Monday, March 4, 2013

Staying afloat

I'm not sure what the right analogy is, but sometimes I feel like I'm drowning - but in a good way.  Perhaps it's more appropriate to say I feel like a kid in a candy store.  Or like I'm standing in the middle of Chanel with a blank check but I can only buy what I can carry (can you tell by this analogy that Hong Kong is getting to me?).  You see, Hong Kong is a city where people, places, and experiences are both plentiful and incredibly accessible.  It's liberating but it's also suffocating, because choosing to do something is also choosing to not do something else.
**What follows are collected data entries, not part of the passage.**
//! Textual term parser
//!
//! Grammar: a variable is an identifier starting with an uppercase letter, a
//! constant is any other bare identifier, and a function application is
//! `symbol(arg1,...,argN)` with `N >= 1`. Parentheses and commas are the only
//! structural punctuation; whitespace is insignificant outside symbols.
//!
//! Parsed terms are interned into a [`TermGraph`] through a hash-consing
//! table, so textually identical substructure becomes one shared DAG node.
//! [`parse_term_pair`] runs both inputs against a single table, which is what
//! gives the Paterson-Wegman strategy realistic shared input.

use nom::{
    branch::alt,
    bytes::complete::{take_while, take_while1},
    character::complete::{char, multispace0, satisfy},
    combinator::{all_consuming, recognize},
    multi::separated_list1,
    sequence::{delimited, pair, preceded, tuple},
    Finish, IResult,
};
use std::collections::HashMap;

use crate::error::{Error, Result};
use crate::syntax::{TermGraph, TermId, TermKind};

/// Parse tree produced by the nom combinators, before graph interning
#[derive(Debug, Clone, PartialEq, Eq)]
enum Ast {
    Variable(String),
    Constant(String),
    Function(String, Vec<Ast>),
}

/// Hash-consing key: a node is identified by kind, name and already-interned
/// children.
type ConsKey = (TermKind, String, Vec<TermId>);

/// Parse a single term into the graph.
///
/// Repeated subterms within the input share one node; sharing with terms
/// parsed by other calls is not introduced (use [`parse_term_pair`] for
/// that).
pub fn parse_term(input: &str, graph: &mut TermGraph) -> Result<TermId> {
    let ast = parse_ast(input)?;
    let mut table = HashMap::new();
    Ok(intern(&ast, graph, &mut table))
}

/// Parse two terms against one shared hash-consing table.
///
/// Textually identical substructure occurring in both terms becomes a single
/// shared DAG node rather than two structurally equal but distinct nodes.
pub fn parse_term_pair(
    input1: &str,
    input2: &str,
    graph: &mut TermGraph,
) -> Result<(TermId, TermId)> {
    let ast1 = parse_ast(input1)?;
    let ast2 = parse_ast(input2)?;
    let mut table = HashMap::new();
    let t1 = intern(&ast1, graph, &mut table);
    let t2 = intern(&ast2, graph, &mut table);
    Ok((t1, t2))
}

fn parse_ast(input: &str) -> Result<Ast> {
    let (_, ast) = all_consuming(delimited(multispace0, term, multispace0))(input)
        .finish()
        .map_err(|e: nom::error::Error<&str>| {
            Error::Parse(format!("invalid term {:?}: error at {:?}", input, e.input))
        })?;
    Ok(ast)
}

fn intern(ast: &Ast, graph: &mut TermGraph, table: &mut HashMap<ConsKey, TermId>) -> TermId {
    let (key, build): (ConsKey, _) = match ast {
        Ast::Variable(name) => ((TermKind::Variable, name.clone(), Vec::new()), None),
        Ast::Constant(name) => ((TermKind::Constant, name.clone(), Vec::new()), None),
        Ast::Function(name, args) => {
            let children: Vec<TermId> = args.iter().map(|a| intern(a, graph, table)).collect();
            ((TermKind::Function, name.clone(), children.clone()), Some(children))
        }
    };
    if let Some(&id) = table.get(&key) {
        return id;
    }
    let id = match (key.0, build) {
        (TermKind::Variable, _) => graph.variable(&key.1),
        (TermKind::Constant, _) => graph.constant(&key.1),
        (TermKind::Function, Some(children)) => graph.function(&key.1, children),
        (TermKind::Function, None) => unreachable!(),
    };
    table.insert(key, id);
    id
}

/// Parse a term
fn term(input: &str) -> IResult<&str, Ast> {
    alt((function_term, variable_term, constant_term))(input)
}

/// Parse a function application `symbol(arg1,...,argN)`, N >= 1
fn function_term(input: &str) -> IResult<&str, Ast> {
    let (input, name) = functor_name(input)?;
    let (input, _) = preceded(multispace0, char('('))(input)?;
    let (input, _) = multispace0(input)?;
    let (input, args) =
        separated_list1(tuple((multispace0, char(','), multispace0)), term)(input)?;
    let (input, _) = preceded(multispace0, char(')'))(input)?;
    Ok((input, Ast::Function(name.to_string(), args)))
}

/// Parse a variable: identifier starting with an uppercase letter
fn variable_term(input: &str) -> IResult<&str, Ast> {
    let (input, name) = uppercase_ident(input)?;
    Ok((input, Ast::Variable(name.to_string())))
}

/// Parse a constant: any bare identifier that is not a variable
fn constant_term(input: &str) -> IResult<&str, Ast> {
    let (input, name) = functor_name(input)?;
    Ok((input, Ast::Constant(name.to_string())))
}

/// Identifier starting with an uppercase letter
fn uppercase_ident(input: &str) -> IResult<&str, &str> {
    recognize(pair(
        satisfy(|c: char| c.is_alphabetic() && c.is_uppercase()),
        take_while(|c: char| c.is_alphanumeric() || c == '_'),
    ))(input)
}

/// Identifier for constants and function symbols (must not look like a
/// variable)
fn functor_name(input: &str) -> IResult<&str, &str> {
    let (rest, name) = take_while1(|c: char| c.is_alphanumeric() || c == '_')(input)?;
    if name
        .chars()
        .next()
        .is_some_and(|c| c.is_alphabetic() && c.is_uppercase())
    {
        return Err(nom::Err::Error(nom::error::Error::new(
            input,
            nom::error::ErrorKind::Verify,
        )));
    }
    Ok((rest, name))
}

#[cfg(test)]
mod tests {
    use super::*;

    #[test]
    fn parses_variables_constants_and_functions() {
        let mut g = TermGraph::new();
        let x = parse_term("X", &mut g).unwrap();
        assert_eq!(g.kind(x), TermKind::Variable);

        let a = parse_term("a", &mut g).unwrap();
        assert_eq!(g.kind(a), TermKind::Constant);

        let f = parse_term("f(X1, g(a, b), c_1)", &mut g).unwrap();
        assert_eq!(g.kind(f), TermKind::Function);
        assert_eq!(g.children(f).len(), 3);
        assert_eq!(g.display(f).to_string(), "f(X1,g(a,b),c_1)");
    }

    #[test]
    fn whitespace_is_insignificant() {
        let mut g = TermGraph::new();
        let t1 = parse_term("f( X ,  g( a ) )", &mut g).unwrap();
        let t2 = parse_term("f(X,g(a))", &mut g).unwrap();
        assert!(g.eq_terms(t1, t2));
    }

    #[test]
    fn repeated_subterms_share_one_node() {
        let mut g = TermGraph::new();
        let f = parse_term("f(g(X),g(X))", &mut g).unwrap();
        let children = g.children(f);
        assert_eq!(children[0], children[1]);
    }

    #[test]
    fn paired_parse_shares_across_terms() {
        let mut g = TermGraph::new();
        let (t1, t2) = parse_term_pair("f(g(X),a)", "h(g(X))", &mut g).unwrap();
        assert_eq!(g.children(t1)[0], g.children(t2)[0]);
    }

    #[test]
    fn separate_parses_do_not_share() {
        let mut g = TermGraph::new();
        let t1 = parse_term("g(X)", &mut g).unwrap();
        let t2 = parse_term("g(X)", &mut g).unwrap();
        assert_ne!(t1, t2);
        assert!(g.eq_terms(t1, t2));
    }

    #[test]
    fn round_trip() {
        let mut g = TermGraph::new();
        for text in ["X", "a", "f(X,a)", "f(g(X1,X1),h(c0),Y)"] {
            let t = parse_term(text, &mut g).unwrap();
            let rendered = g.display(t).to_string();
            let back = parse_term(&rendered, &mut g).unwrap();
            assert!(g.eq_terms(t, back), "round trip failed for {}", text);
        }
    }

    #[test]
    fn rejects_malformed_input() {
        let mut g = TermGraph::new();
        for text in ["", "f(", "f()", "f(a,)", "f(a))", "f(a) extra", "(a)", "X(a)"] {
            assert!(
                parse_term(text, &mut g).is_err(),
                "expected parse failure for {:?}",
                text
            );
        }
    }
}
Since I arrived last year, I have spent most of my time in Hong Kong meeting people and hearing about their experiences, getting their opinions on what the entrepreneurial ecosystem needs, and exchanging ideas on how to meet those needs.  Inevitably, one meeting leads to three other introductions, and the connections start to multiply.  The conversations I have in these meetings could easily remain in isolation, but the real fun begins when patterns start emerging.  A moment of reflection will sometimes allow me to see how conversations are related, where incentives are aligned, and where the true possibilities lie waiting to be realized.  It's so exciting to imagine the amazing things that could be accomplished if the right people were able to come together at the right time.  

Well, it's exciting until these possibilities begin to compound and before I know it, I have pages and pages of ideas and potential projects and I realize I simply cannot do them all.  I can't even afford to explore them all.  The cold, hard reality is that there are only 24-hours in a day and every moment I spend reflecting is another moment I'm falling behind.  Being thorough, thoughtful, and caring about each and every interaction related to building a business is non-negotiable.  I could be wrong but I believe that operational competency must come first.  No class can go un-scheduled, no student e-mail can go unanswered, no bills can go unpaid.  Simply staying afloat is forcing me to table some of the larger ideas, and I feel like a failure.  I feel like I'm all talk and no walk.    

How do you dream big without losing focus on getting the little things right?  Sometimes I get paralyzed by the mountain of possibilities, blinded by the visualizations of what could be.  I know I need to slow down and take it day by day, to appreciate what I have already accomplished, and prioritize.  I am sure over time I will learn how to do this, but right now I feel like pulling my hair out because I just wish I could do it all.